▸ **Assignment**:
Which lines of the data hold the word "push"? Copy all of them.

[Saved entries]
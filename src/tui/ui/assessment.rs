//! Assessment view: loading gauge, result card and failure panel.

use ratatui::{
    layout::{Alignment, Constraint, Direction, Layout, Rect},
    style::Modifier,
    text::{Line, Span},
    widgets::{Block, Borders, Gauge, List, ListItem, Paragraph, Wrap},
    Frame,
};

use crate::application::{Advisory, AssessmentState};
use crate::domain::{PresentableResult, RiskLevel};
use crate::tui::styles::MedicalTheme;
use crate::tui::ui::ServiceStatus;

/// Render the assessment screen for the machine's current state.
///
/// `progress` only matters while submitting; it drives the cosmetic gauge.
pub fn render_assessment(
    f: &mut Frame,
    area: Rect,
    state: &AssessmentState,
    progress: f64,
    status: &ServiceStatus,
) {
    let chunks = Layout::default()
        .direction(Direction::Vertical)
        .constraints([
            Constraint::Length(3), // Header
            Constraint::Min(0),    // Content
            Constraint::Length(3), // Footer
        ])
        .split(area);

    super::render_header(f, chunks[0], "Risk Assessment", status);

    match state {
        AssessmentState::Idle => render_idle(f, chunks[1]),
        AssessmentState::Submitting { .. } => render_loading(f, chunks[1], progress),
        AssessmentState::Resolved { result, advisory } => {
            render_result(f, chunks[1], result, advisory.as_ref())
        }
        AssessmentState::Failed { error, advisory } => {
            render_failure(f, chunks[1], error, advisory.as_ref())
        }
    }

    render_footer(f, chunks[2], state);
}

fn render_idle(f: &mut Frame, area: Rect) {
    let content = Paragraph::new(vec![
        Line::from(""),
        Line::from(Span::styled(
            "No assessment in progress",
            MedicalTheme::text_secondary(),
        )),
    ])
    .alignment(Alignment::Center)
    .block(
        Block::default()
            .borders(Borders::ALL)
            .border_style(MedicalTheme::border()),
    );

    f.render_widget(content, area);
}

fn render_loading(f: &mut Frame, area: Rect, progress: f64) {
    let chunks = Layout::default()
        .direction(Direction::Vertical)
        .constraints([
            Constraint::Length(3),
            Constraint::Length(4),
            Constraint::Min(0),
        ])
        .margin(2)
        .split(area);

    let stage = Paragraph::new(Line::from(vec![Span::styled(
        "Analyzing your health data...",
        MedicalTheme::focused(),
    )]))
    .alignment(Alignment::Center);
    f.render_widget(stage, chunks[0]);

    let ratio = progress.clamp(0.0, 1.0);
    let gauge = Gauge::default()
        .block(
            Block::default()
                .borders(Borders::ALL)
                .border_style(MedicalTheme::border()),
        )
        .gauge_style(MedicalTheme::info())
        .ratio(ratio)
        .label(format!("{:.0}%", ratio * 100.0));
    f.render_widget(gauge, chunks[1]);

    let desc = Paragraph::new(Line::from(Span::styled(
        "Waiting for the prediction service",
        MedicalTheme::text_muted(),
    )))
    .alignment(Alignment::Center);
    f.render_widget(desc, chunks[2]);
}

fn render_advisory(f: &mut Frame, area: Rect, advisory: &Advisory) {
    let banner = Paragraph::new(Line::from(vec![
        Span::styled("! ", MedicalTheme::warning()),
        Span::styled(advisory.message.as_str(), MedicalTheme::warning()),
    ]))
    .wrap(Wrap { trim: true })
    .block(
        Block::default()
            .borders(Borders::ALL)
            .border_style(MedicalTheme::warning()),
    );
    f.render_widget(banner, area);
}

fn render_result(
    f: &mut Frame,
    area: Rect,
    result: &PresentableResult,
    advisory: Option<&Advisory>,
) {
    let banner_height = if advisory.is_some() { 3 } else { 0 };
    let outer = Layout::default()
        .direction(Direction::Vertical)
        .constraints([Constraint::Length(banner_height), Constraint::Min(0)])
        .split(area);

    if let Some(advisory) = advisory {
        render_advisory(f, outer[0], advisory);
    }

    let source = if result.is_offline() {
        " Assessment Result (offline) "
    } else {
        " Assessment Result "
    };
    let block = Block::default()
        .title(Span::styled(source, MedicalTheme::subtitle()))
        .borders(Borders::ALL)
        .border_style(MedicalTheme::border_focused());

    let inner = block.inner(outer[1]);
    f.render_widget(block, outer[1]);

    let chunks = Layout::default()
        .direction(Direction::Vertical)
        .constraints([
            Constraint::Length(3), // Risk level
            Constraint::Length(3), // Score gauge
            Constraint::Length(1), // BMI
            Constraint::Length(3), // Message
            Constraint::Min(0),    // Factors / recommendations
        ])
        .margin(1)
        .split(inner);

    let risk_style = MedicalTheme::risk_level(result.risk_level);
    let risk_icon = match result.risk_level {
        RiskLevel::Low => "OK",
        RiskLevel::Moderate | RiskLevel::High => "!",
    };

    let risk_display = Paragraph::new(vec![
        Line::from(Span::styled(
            format!("{} {} RISK", risk_icon, result.risk_level),
            risk_style.add_modifier(Modifier::BOLD),
        )),
        Line::from(Span::styled(
            result.risk_level.description(),
            MedicalTheme::text_secondary(),
        )),
    ])
    .alignment(Alignment::Center);
    f.render_widget(risk_display, chunks[0]);

    let score_gauge = Gauge::default()
        .block(
            Block::default()
                .title(Span::styled(" Risk Score ", MedicalTheme::text_secondary()))
                .borders(Borders::ALL)
                .border_style(MedicalTheme::border()),
        )
        .gauge_style(risk_style)
        .percent(u16::from(result.risk_score))
        .label(format!("{}%", result.risk_score));
    f.render_widget(score_gauge, chunks[1]);

    let bmi = Paragraph::new(Line::from(vec![
        Span::styled("BMI: ", MedicalTheme::text_secondary()),
        Span::styled(format!("{:.1}", result.bmi), MedicalTheme::text()),
        Span::styled(
            format!("   Assessed {}", result.assessed_at.format("%Y-%m-%d %H:%M UTC")),
            MedicalTheme::text_muted(),
        ),
    ]))
    .alignment(Alignment::Center);
    f.render_widget(bmi, chunks[2]);

    let message = Paragraph::new(Span::styled(result.display_message(), MedicalTheme::text()))
        .alignment(Alignment::Center)
        .wrap(Wrap { trim: true });
    f.render_widget(message, chunks[3]);

    let lists = Layout::default()
        .direction(Direction::Horizontal)
        .constraints([Constraint::Percentage(50), Constraint::Percentage(50)])
        .split(chunks[4]);

    let factors: Vec<ListItem> = if result.risk_factors.is_empty() {
        vec![ListItem::new(Span::styled(
            "No significant risk factors identified",
            MedicalTheme::success(),
        ))]
    } else {
        result
            .risk_factors
            .iter()
            .map(|factor| ListItem::new(Span::styled(format!("• {factor}"), MedicalTheme::warning())))
            .collect()
    };
    f.render_widget(
        List::new(factors).block(
            Block::default()
                .title(Span::styled(" Risk Factors ", MedicalTheme::text_secondary()))
                .borders(Borders::ALL)
                .border_style(MedicalTheme::border()),
        ),
        lists[0],
    );

    let recommendations: Vec<ListItem> = result
        .recommendations
        .iter()
        .map(|rec| ListItem::new(Span::styled(format!("✓ {rec}"), MedicalTheme::text())))
        .collect();
    f.render_widget(
        List::new(recommendations).block(
            Block::default()
                .title(Span::styled(" Recommendations ", MedicalTheme::text_secondary()))
                .borders(Borders::ALL)
                .border_style(MedicalTheme::border()),
        ),
        lists[1],
    );
}

fn render_failure(f: &mut Frame, area: Rect, error: &str, advisory: Option<&Advisory>) {
    let mut lines = vec![
        Line::from(""),
        Line::from(Span::styled("! Assessment failed", MedicalTheme::danger())),
        Line::from(""),
        Line::from(Span::styled(error, MedicalTheme::text())),
    ];
    if let Some(advisory) = advisory {
        lines.push(Line::from(""));
        lines.push(Line::from(Span::styled(
            advisory.message.as_str(),
            MedicalTheme::warning(),
        )));
    }

    let content = Paragraph::new(lines)
        .alignment(Alignment::Center)
        .wrap(Wrap { trim: true })
        .block(
            Block::default()
                .borders(Borders::ALL)
                .border_style(MedicalTheme::danger()),
        );

    f.render_widget(content, area);
}

fn render_footer(f: &mut Frame, area: Rect, state: &AssessmentState) {
    let content = match state {
        AssessmentState::Submitting { .. } => Line::from(vec![
            Span::styled("[Esc] ", MedicalTheme::key_hint()),
            Span::styled("Cancel", MedicalTheme::key_desc()),
        ]),
        _ => Line::from(vec![
            Span::styled("[Enter/N] ", MedicalTheme::key_hint()),
            Span::styled("New Assessment ", MedicalTheme::key_desc()),
            Span::styled("[Ctrl-Q] ", MedicalTheme::key_hint()),
            Span::styled("Quit", MedicalTheme::key_desc()),
        ]),
    };

    let footer = Paragraph::new(content).block(
        Block::default()
            .borders(Borders::TOP)
            .border_style(MedicalTheme::border()),
    );

    f.render_widget(footer, area);
}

▸ **Expected answer**:
        lines.push(Line::from(""));
        lines.push(Line::from(Span::styled(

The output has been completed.